Potem przybyły całe zorganizowane oddziały, masa wojsk. Dowódca jednego z nich został zakwaterowany w naszej chłupie, reszta sołdatów w szopie i stodole. Rozsiedli się wokół rozpalonych ognisk warząc strawę. Dyscyplinę zachowywali srogą, np. nie mogli wchodzić do naszego domu, tylko meldowali się oficerowi na progu. Podczas ich pobytu nie pamiętam, aby ktoś ze starszych narzekał, aby coś zginęło lub był jakiś konflikt. Mama była w 7-mym miesiącu ciąży z Heńkiem, może też to wpłynęło na zachowanie oficera, który był dla nas bardzo przyjazny, częstował nas obficie, przede wszystkim mnie, dawno nie widzianym cukrem oraz słoniną z puszki. Zapamiętałem szczególnie tą słoninę w puszce..."

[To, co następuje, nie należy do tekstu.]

//! Inbound bus events: decode, resolve the linked channel, fan out.

use std::sync::Arc;

use bytes::Bytes;
use futures::stream::{BoxStream, StreamExt};
use parking_lot::RwLock;
use thiserror::Error;
use tokio::sync::watch;
use tracing::{debug, error, info, warn};

use crate::bridge::registry::LinkRegistry;
use crate::bridge::shutdown;
use crate::bus::Delivery;
use crate::common::error::{BusError, EventError, LinkError};
use crate::common::messages::BaseEvent;
use crate::common::types::{ChannelId, ServerAddress};
use crate::discord::ChatSink;
use crate::processors::{EventEnvelope, EventProcessor, ProcessorChain};

#[derive(Debug, Error)]
pub enum DispatchError {
    #[error("{0}")]
    Decode(#[from] EventError),

    #[error("no channel for source {address}: {reason}")]
    Unlinked { address: String, reason: LinkError },
}

/// What happened to one dispatched event.
#[derive(Debug, Clone, PartialEq, Eq)]
pub struct DispatchOutcome {
    pub channel: ChannelId,
    pub processed: usize,
    pub failed: usize,
}

pub struct EventRouter {
    registry: Arc<LinkRegistry>,
    chain: RwLock<ProcessorChain>,
    chat: Arc<dyn ChatSink>,
}

impl EventRouter {
    pub fn new(registry: Arc<LinkRegistry>, chat: Arc<dyn ChatSink>) -> Self {
        Self {
            registry,
            chain: RwLock::new(ProcessorChain::new()),
            chat,
        }
    }

    pub fn add_processor(&self, processor: Arc<dyn EventProcessor>) {
        let mut chain = self.chain.write();
        chain.push(processor);
        info!("Event processors: {:?}", *chain);
    }

    pub fn processor_names(&self) -> Vec<&'static str> {
        self.chain.read().names()
    }

    /// Run one raw bus message through every processor.
    ///
    /// `kind` is the message type header; it names the event when the body
    /// carries no `type` field.
    pub async fn dispatch(&self, body: &[u8], kind: Option<&str>) -> Result<DispatchOutcome, DispatchError> {
        let header: BaseEvent = serde_json::from_slice(body).map_err(EventError::Decode)?;
        let event_type = match (header.event_type.as_str(), kind) {
            ("", Some(kind)) if !kind.is_empty() => kind.to_string(),
            ("", _) => return Err(EventError::MissingType.into()),
            (event_type, _) => event_type.to_string(),
        };

        let unlinked = |reason| DispatchError::Unlinked {
            address: header.source.clone(),
            reason,
        };
        let source = ServerAddress::parse(&header.source).map_err(unlinked)?;
        let channel = self.registry.channel(source.as_str()).map_err(unlinked)?;

        let envelope = EventEnvelope {
            event_type,
            source,
            payload: Bytes::copy_from_slice(body),
        };

        // Processors run on a copy so no I/O happens under the lock.
        let chain = self.chain.read().clone();
        let mut outcome = DispatchOutcome {
            channel,
            processed: 0,
            failed: 0,
        };

        for processor in chain.iter() {
            match processor.process(channel, &envelope).await {
                Ok(()) => outcome.processed += 1,
                Err(e) => {
                    outcome.failed += 1;
                    warn!(
                        channel,
                        address = %envelope.source,
                        "Processor {} failed on {}: {}",
                        processor.name(),
                        envelope.event_type,
                        e
                    );
                    if let Err(send_error) = self.chat.send_message(channel, &format!("[ERROR]: {}", e)).await {
                        error!(channel, "Failed to report processor error: {}", send_error);
                    }
                }
            }
        }

        Ok(outcome)
    }

    /// Dispatch and log; failures never escape.
    pub async fn handle(&self, delivery: &Delivery) {
        match self.dispatch(&delivery.body, delivery.kind.as_deref()).await {
            Ok(outcome) => debug!(
                channel = outcome.channel,
                "Dispatched event to {} processors ({} failed)",
                outcome.processed + outcome.failed,
                outcome.failed
            ),
            Err(e) => warn!("Dropping bus message: {}", e),
        }
    }
}

/// Drain `deliveries` into `router` until shutdown or end of stream.
pub async fn run_event_loop(
    router: Arc<EventRouter>,
    mut deliveries: BoxStream<'static, Result<Delivery, BusError>>,
    mut shutdown_rx: watch::Receiver<bool>,
) {
    info!("Event loop started");
    loop {
        tokio::select! {
            biased;
            _ = shutdown::wait_for(&mut shutdown_rx) => {
                info!("Event loop received shutdown signal");
                break;
            }
            delivery = deliveries.next() => match delivery {
                Some(Ok(delivery)) => router.handle(&delivery).await,
                Some(Err(e)) => error!("Bus delivery failed: {}", e),
                None => {
                    warn!("Bus stream ended");
                    break;
                }
            },
        }
    }
    info!("Event loop stopped");
}

#[cfg(test)]
mod tests {
    use async_trait::async_trait;
    use parking_lot::Mutex;

    use super::*;
    use crate::common::error::StoreError;
    use crate::common::messages::tags;
    use crate::common::testing::RecordingChat;
    use crate::processors::ProcessorError;

    struct Tracking {
        name: &'static str,
        fail: bool,
        calls: Arc<Mutex<Vec<(&'static str, String)>>>,
    }

    #[async_trait]
    impl EventProcessor for Tracking {
        fn name(&self) -> &'static str {
            self.name
        }

        async fn process(&self, _channel: ChannelId, envelope: &EventEnvelope) -> Result<(), ProcessorError> {
            self.calls.lock().push((self.name, envelope.event_type.clone()));
            if self.fail {
                Err(ProcessorError::Store(StoreError::InvalidIp {
                    ip: "store down".to_string(),
                }))
            } else {
                Ok(())
            }
        }
    }

    const CHAT: &str = r#"{"type":"event:chat","source":"10.0.0.1:8303","player":{"name":"a"},"text":"hi"}"#;

    fn router() -> (Arc<RecordingChat>, EventRouter) {
        let registry = Arc::new(LinkRegistry::new());
        registry.add_link("10.0.0.1:8303", 42).unwrap();
        let chat = RecordingChat::new();
        (chat.clone(), EventRouter::new(registry, chat))
    }

    fn tracking(
        name: &'static str,
        fail: bool,
        calls: &Arc<Mutex<Vec<(&'static str, String)>>>,
    ) -> Arc<dyn EventProcessor> {
        Arc::new(Tracking {
            name,
            fail,
            calls: calls.clone(),
        })
    }

    #[tokio::test]
    async fn test_processors_run_in_registration_order() {
        let (_chat, router) = router();
        let calls = Arc::new(Mutex::new(Vec::new()));
        router.add_processor(tracking("first", false, &calls));
        router.add_processor(tracking("second", false, &calls));

        let outcome = router.dispatch(CHAT.as_bytes(), None).await.unwrap();
        assert_eq!(
            outcome,
            DispatchOutcome {
                channel: 42,
                processed: 2,
                failed: 0
            }
        );
        assert_eq!(
            *calls.lock(),
            vec![("first", tags::CHAT.to_string()), ("second", tags::CHAT.to_string())]
        );
    }

    #[tokio::test]
    async fn test_failing_processor_reports_and_chain_continues() {
        let (chat, router) = router();
        let calls = Arc::new(Mutex::new(Vec::new()));
        router.add_processor(tracking("broken", true, &calls));
        router.add_processor(tracking("after", false, &calls));

        let outcome = router.dispatch(CHAT.as_bytes(), None).await.unwrap();
        assert_eq!(outcome.failed, 1);
        assert_eq!(outcome.processed, 1);
        assert_eq!(calls.lock().len(), 2);

        let sent = chat.take();
        assert_eq!(sent.len(), 1);
        assert_eq!(sent[0].channel, 42);
        assert!(sent[0].text.starts_with("[ERROR]: "), "{}", sent[0].text);
        assert!(sent[0].text.contains("store down"));
    }

    #[tokio::test]
    async fn test_unlinked_source_is_dropped_silently() {
        let (chat, router) = router();
        let calls = Arc::new(Mutex::new(Vec::new()));
        router.add_processor(tracking("first", false, &calls));

        let body = r#"{"type":"event:chat","source":"10.0.0.2:8303"}"#;
        assert!(matches!(
            router.dispatch(body.as_bytes(), None).await,
            Err(DispatchError::Unlinked { .. })
        ));
        assert!(calls.lock().is_empty());
        assert!(chat.take().is_empty());
    }

    #[tokio::test]
    async fn test_malformed_envelope_is_a_decode_error() {
        let (chat, router) = router();
        for body in ["not json", r#"{"type":"event:chat"}"#] {
            assert!(matches!(
                router.dispatch(body.as_bytes(), None).await,
                Err(DispatchError::Decode(_))
            ));
        }
        assert!(chat.take().is_empty());
    }

    #[tokio::test]
    async fn test_type_header_names_untyped_event() {
        let (_chat, router) = router();
        let calls = Arc::new(Mutex::new(Vec::new()));
        router.add_processor(tracking("first", false, &calls));

        let body = r#"{"source":"10.0.0.1:8303","player":{"name":"a"}}"#;
        router.dispatch(body.as_bytes(), Some(tags::PLAYER_JOINED)).await.unwrap();
        assert_eq!(*calls.lock(), vec![("first", tags::PLAYER_JOINED.to_string())]);

        assert!(matches!(
            router.dispatch(body.as_bytes(), None).await,
            Err(DispatchError::Decode(EventError::MissingType))
        ));
    }

    #[tokio::test]
    async fn test_body_type_wins_over_header() {
        let (_chat, router) = router();
        let calls = Arc::new(Mutex::new(Vec::new()));
        router.add_processor(tracking("first", false, &calls));

        router.dispatch(CHAT.as_bytes(), Some(tags::PLAYER_LEFT)).await.unwrap();
        assert_eq!(*calls.lock(), vec![("first", tags::CHAT.to_string())]);
    }

    #[tokio::test]
    async fn test_event_loop_survives_failed_delivery() {
        let (_chat, router) = router();
        let calls = Arc::new(Mutex::new(Vec::new()));
        router.add_processor(tracking("first", false, &calls));

        let deliveries = futures::stream::iter(vec![
            Err(BusError::ConsumeFailed {
                queue: "discord-moderation".to_string(),
                message: "channel reset".to_string(),
            }),
            Ok(Delivery {
                body: CHAT.as_bytes().to_vec(),
                kind: None,
            }),
        ])
        .chain(futures::stream::pending())
        .boxed();
        let (shutdown_tx, shutdown_rx) = watch::channel(false);
        let handle = tokio::spawn(run_event_loop(Arc::new(router), deliveries, shutdown_rx));

        tokio::time::timeout(std::time::Duration::from_secs(1), async {
            while calls.lock().is_empty() {
                tokio::time::sleep(std::time::Duration::from_millis(5)).await;
            }
        })
        .await
        .expect("delivery after the failed one should be processed");
        assert!(!handle.is_finished());

        shutdown_tx.send(true).unwrap();
        tokio::time::timeout(std::time::Duration::from_secs(1), handle)
            .await
            .expect("event loop should exit")
            .unwrap();
    }

    #[tokio::test]
    async fn test_invalid_source_address_is_unlinked() {
        let (_chat, router) = router();
        let body = r#"{"type":"event:chat","source":"game-server"}"#;
        match router.dispatch(body.as_bytes(), None).await {
            Err(DispatchError::Unlinked { reason, .. }) => {
                assert!(matches!(reason, LinkError::InvalidAddress { .. }))
            }
            other => panic!("unexpected {:?}", other),
        }
    }

    #[tokio::test]
    async fn test_event_loop_stops_on_shutdown() {
        let (_chat, router) = router();
        let (shutdown_tx, shutdown_rx) = watch::channel(false);
        let pending = futures::stream::pending().boxed();

        let handle = tokio::spawn(run_event_loop(Arc::new(router), pending, shutdown_rx));
        shutdown_tx.send(true).unwrap();

        tokio::time::timeout(std::time::Duration::from_secs(1), handle)
            .await
            .expect("event loop should exit")
            .unwrap();
    }
}
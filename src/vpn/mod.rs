//! VPN detection support: range lists, storage and ban requests.

pub mod ban;
pub mod ingest;
pub mod range;
pub mod store;

pub use ban::{BanPolicy, BanRequest, BanRequester};
pub use ingest::{IngestReport, Ingestor};
pub use range::{parse_line, IpRange};
pub use store::{MemoryRangeStore, RangeStore};
//! The running bridge: owns the registry, both loops and the shutdown signal.

use std::sync::atomic::{AtomicBool, Ordering};
use std::sync::Arc;

use parking_lot::Mutex;
use tokio::sync::mpsc;
use tokio::task::JoinHandle;
use tracing::{info, warn};

use crate::bridge::commands::{run_command_loop, ChatCommand, CommandQueue, CommandRouter, EnqueueError};
use crate::bridge::events::{run_event_loop, EventRouter};
use crate::bridge::registry::LinkRegistry;
use crate::bridge::shutdown::{Shutdown, SHUTDOWN_GRACE};
use crate::bus::{BusPublisher, BusSubscriber};
use crate::common::error::{AppError, LinkError, Result};
use crate::common::types::{ChannelId, ServerAddress};
use crate::discord::ChatSink;
use crate::processors::EventProcessor;

/// Which side of a link to remove.
#[derive(Debug, Clone, PartialEq, Eq)]
pub enum LinkTarget {
    Address(String),
    Channel(ChannelId),
}

pub struct Service {
    registry: Arc<LinkRegistry>,
    events: Arc<EventRouter>,
    commands: Arc<CommandRouter>,
    chat: Arc<dyn ChatSink>,
    queue: CommandQueue,
    pending_commands: Mutex<Option<mpsc::Receiver<ChatCommand>>>,
    tasks: Mutex<Vec<JoinHandle<()>>>,
    started: AtomicBool,
    shutdown: Shutdown,
}

impl Service {
    pub fn new(
        registry: Arc<LinkRegistry>,
        chat: Arc<dyn ChatSink>,
        publisher: Arc<dyn BusPublisher>,
        shutdown: Shutdown,
    ) -> Self {
        let (queue, rx) = CommandQueue::new();
        Self {
            events: Arc::new(EventRouter::new(registry.clone(), chat.clone())),
            commands: Arc::new(CommandRouter::new(registry.clone(), publisher)),
            registry,
            chat,
            queue,
            pending_commands: Mutex::new(Some(rx)),
            tasks: Mutex::new(Vec::new()),
            started: AtomicBool::new(false),
            shutdown,
        }
    }

    pub fn registry(&self) -> &Arc<LinkRegistry> {
        &self.registry
    }

    pub fn add_link(&self, address: &str, channel: ChannelId) -> std::result::Result<(), LinkError> {
        self.registry.add_link(address, channel)?;
        info!(channel, address, "Linked");
        Ok(())
    }

    /// Remove a link by either side, returning the pair that was removed.
    pub fn remove_link(&self, target: LinkTarget) -> std::result::Result<(ServerAddress, ChannelId), LinkError> {
        let removed = match target {
            LinkTarget::Address(address) => {
                let channel = self.registry.remove_by_address(&address)?;
                (ServerAddress::parse(&address)?, channel)
            }
            LinkTarget::Channel(channel) => (self.registry.remove_by_channel(channel)?, channel),
        };
        info!(channel = removed.1, address = %removed.0, "Unlinked");
        Ok(removed)
    }

    /// Queue a chat message for forwarding. Never blocks.
    pub fn command(&self, command: ChatCommand) -> std::result::Result<(), EnqueueError> {
        if self.shutdown.is_triggered() {
            return Err(EnqueueError::Closed);
        }
        self.queue.enqueue(command)
    }

    pub fn add_event_processor(&self, processor: Arc<dyn EventProcessor>) {
        self.events.add_processor(processor);
    }

    pub fn processor_names(&self) -> Vec<&'static str> {
        self.events.processor_names()
    }

    /// Start consuming `queue` and spawn both loops. Later calls do nothing.
    pub async fn start(&self, subscriber: &dyn BusSubscriber, queue: &str) -> Result<()> {
        if self.shutdown.is_triggered() {
            return Err(AppError::StartupFatal {
                message: "service has already been shut down".to_string(),
            });
        }
        if self.started.swap(true, Ordering::SeqCst) {
            return Ok(());
        }

        let deliveries = match subscriber.consume(queue).await {
            Ok(deliveries) => deliveries,
            Err(e) => {
                self.started.store(false, Ordering::SeqCst);
                return Err(AppError::StartupFatal {
                    message: e.to_string(),
                });
            }
        };

        let commands = self.pending_commands.lock().take().ok_or_else(|| AppError::StartupFatal {
            message: "command queue receiver already taken".to_string(),
        })?;

        let event_loop = tokio::spawn(run_event_loop(
            self.events.clone(),
            deliveries,
            self.shutdown.subscribe(),
        ));
        let command_loop = tokio::spawn(run_command_loop(
            self.commands.clone(),
            self.chat.clone(),
            commands,
            self.shutdown.subscribe(),
        ));
        self.tasks.lock().extend([event_loop, command_loop]);

        info!(
            "Service consuming '{}' with processors {:?}",
            queue,
            self.processor_names()
        );
        Ok(())
    }

    /// Raise the shutdown signal and give both loops a grace period to finish.
    pub async fn shutdown(&self) {
        if self.shutdown.trigger() {
            info!("Shutting down service");
        }
        // Never started: dropping the receiver closes the queue.
        self.pending_commands.lock().take();

        let tasks: Vec<_> = std::mem::take(&mut *self.tasks.lock());
        let deadline = tokio::time::Instant::now() + SHUTDOWN_GRACE;
        for mut task in tasks {
            if tokio::time::timeout_at(deadline, &mut task).await.is_err() {
                warn!("Loop did not stop within {:?}, aborting", SHUTDOWN_GRACE);
                task.abort();
            }
        }
        info!("Service stopped");
    }

    #[cfg(test)]
    fn is_running(&self) -> bool {
        self.started.load(Ordering::SeqCst) && !self.shutdown.is_triggered()
    }
}

#[cfg(test)]
mod tests {
    use std::time::Duration;

    use async_trait::async_trait;
    use futures::stream::BoxStream;

    use super::*;
    use crate::bus::Delivery;
    use crate::common::error::BusError;
    use crate::common::testing::{RecordingChat, RecordingPublisher, ScriptedSubscriber};
    use crate::processors::DiscordLog;

    struct Unreachable;

    #[async_trait]
    impl BusSubscriber for Unreachable {
        async fn consume(&self, queue: &str) -> std::result::Result<BoxStream<'static, std::result::Result<Delivery, BusError>>, BusError> {
            Err(BusError::ConsumeFailed {
                queue: queue.to_string(),
                message: "connection refused".to_string(),
            })
        }
    }

    fn service() -> (Arc<RecordingChat>, Arc<RecordingPublisher>, Service) {
        let chat = RecordingChat::new();
        let publisher = RecordingPublisher::new();
        let service = Service::new(
            Arc::new(LinkRegistry::new()),
            chat.clone(),
            publisher.clone(),
            Shutdown::new(),
        );
        (chat, publisher, service)
    }

    fn command(channel: ChannelId, content: &str) -> ChatCommand {
        ChatCommand {
            channel,
            message_id: 1,
            content: content.to_string(),
        }
    }

    async fn eventually(mut done: impl FnMut() -> bool) {
        for _ in 0..100 {
            if done() {
                return;
            }
            tokio::time::sleep(Duration::from_millis(10)).await;
        }
        panic!("condition not reached in time");
    }

    #[test]
    fn test_remove_link_by_either_side() {
        let (_chat, _publisher, service) = service();
        service.add_link("10.0.0.1:8303", 42).unwrap();
        service.add_link("10.0.0.2:8303", 43).unwrap();

        let (address, channel) = service
            .remove_link(LinkTarget::Address("10.0.0.1:8303".to_string()))
            .unwrap();
        assert_eq!((address.as_str(), channel), ("10.0.0.1:8303", 42));

        let (address, channel) = service.remove_link(LinkTarget::Channel(43)).unwrap();
        assert_eq!((address.as_str(), channel), ("10.0.0.2:8303", 43));
        assert!(service.registry().is_empty());

        assert!(matches!(
            service.remove_link(LinkTarget::Channel(43)),
            Err(LinkError::NotFound { .. })
        ));
    }

    #[tokio::test]
    async fn test_events_reach_linked_channel() {
        let (chat, _publisher, service) = service();
        service.add_link("10.0.0.1:8303", 42).unwrap();
        service.add_event_processor(Arc::new(DiscordLog::new(chat.clone(), true, true)));

        let subscriber = ScriptedSubscriber::new(vec![
            r#"{"type":"event:chat","source":"10.0.0.2:8303","player":{"name":"x"},"text":"lost"}"#,
            r#"{"type":"event:chat","source":"10.0.0.1:8303","player":{"id":1,"name":"a"},"text":"hi"}"#,
        ]);
        service.start(&subscriber, "discord-moderation").await.unwrap();

        eventually(|| !chat.sent.lock().is_empty()).await;
        let sent = chat.take();
        assert_eq!(sent.len(), 1);
        assert_eq!(sent[0].channel, 42);
        assert_eq!(sent[0].text, "[chat] `a` (1): hi");

        service.shutdown().await;
    }

    #[tokio::test]
    async fn test_commands_published_to_linked_server() {
        let (chat, publisher, service) = service();
        service.add_link("10.0.0.1:8303", 42).unwrap();
        service
            .start(&ScriptedSubscriber::new(vec![]), "discord-moderation")
            .await
            .unwrap();

        service.command(command(42, "status\n")).unwrap();
        service.command(command(77, "status")).unwrap();

        eventually(|| !chat.sent.lock().is_empty()).await;
        let published = publisher.take();
        assert_eq!(published.len(), 1);
        assert_eq!(published[0].routing_key, "10.0.0.1:8303");
        assert_eq!(published[0].body["command"], "status");

        let sent = chat.take();
        assert_eq!(sent[0].channel, 77);
        assert_eq!(sent[0].in_reply_to, Some(1));

        service.shutdown().await;
    }

    #[tokio::test]
    async fn test_start_is_idempotent() {
        let (_chat, _publisher, service) = service();
        let subscriber = ScriptedSubscriber::new(vec![]);
        service.start(&subscriber, "q").await.unwrap();
        service.start(&subscriber, "q").await.unwrap();
        assert_eq!(service.tasks.lock().len(), 2);
        service.shutdown().await;
    }

    #[tokio::test]
    async fn test_consume_failure_is_fatal() {
        let (_chat, _publisher, service) = service();
        match service.start(&Unreachable, "q").await {
            Err(AppError::StartupFatal { message }) => assert!(message.contains("connection refused")),
            other => panic!("unexpected {:?}", other),
        }
        assert!(!service.is_running());
    }

    #[tokio::test]
    async fn test_shutdown_stops_loops_and_rejects_commands() {
        let (_chat, _publisher, service) = service();
        service.start(&ScriptedSubscriber::new(vec![]), "q").await.unwrap();
        assert!(service.is_running());

        tokio::time::timeout(Duration::from_secs(3), service.shutdown())
            .await
            .expect("shutdown should finish");

        assert!(service.tasks.lock().is_empty());
        assert!(!service.is_running());
        assert_eq!(service.command(command(42, "status")), Err(EnqueueError::Closed));

        service.shutdown().await;
    }

    #[tokio::test]
    async fn test_shutdown_without_start_closes_queue() {
        let (_chat, _publisher, service) = service();
        service.shutdown().await;
        assert_eq!(service.command(command(42, "status")), Err(EnqueueError::Closed));
        assert!(service.start(&ScriptedSubscriber::new(vec![]), "q").await.is_err());
    }
}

 Z kolej mama mojej mamy opowiedziała mi inne doświadczenie z Wyzwolenia 1944-45:

"Gospodarze niewielkiego dworku szlacheckiego, w którym doczekałam końca straszliwej okupacji niemieckiej postanowili zaprosić na proszony obiad dowódców oddziału Armii Czerwonej, który zatrzymał się w pobliżu na nocleg. Przybyło 3 komandirów - major i 2 kapitanów.  Major - dowódca ciekawie rozglądał się po pokojach i sprzętach domowych, chwaląc je i porównując do muzeum. Pierwszy z kapitanów zauważał złośliwie, że ten dobrobyt "pański" jest zbudowany kosztem nędzy wieśniaków, którzy żyją obok tych wspaniałosci w biednych, nędznych warunkach i że "sprawiedliwość socjalna wymaga reformy, rewolucji". Poproszono towarzystwo do dosyć obfitego stołu ("Czym chata bogata"). Na półmisku leżały kotlety schabowe. Ten pełen rewolucyjnegop zapału kapitan sięgnął do jednego z nich ręką i zaczął go ogryzać na podobieństwo chleba, z ręki. Polacy spojrzeli na siebie znacząco, nic nie mówiąc oczywiście. Dowódca, dostrzegszy to spojrzał na niego niechętnie, żachnął się przepraszająco:

- "Wot durak! 

po czym sięgnął po kotleta również reką, ale nabił go sobie na widelec i już "kulturnie" ogryzał....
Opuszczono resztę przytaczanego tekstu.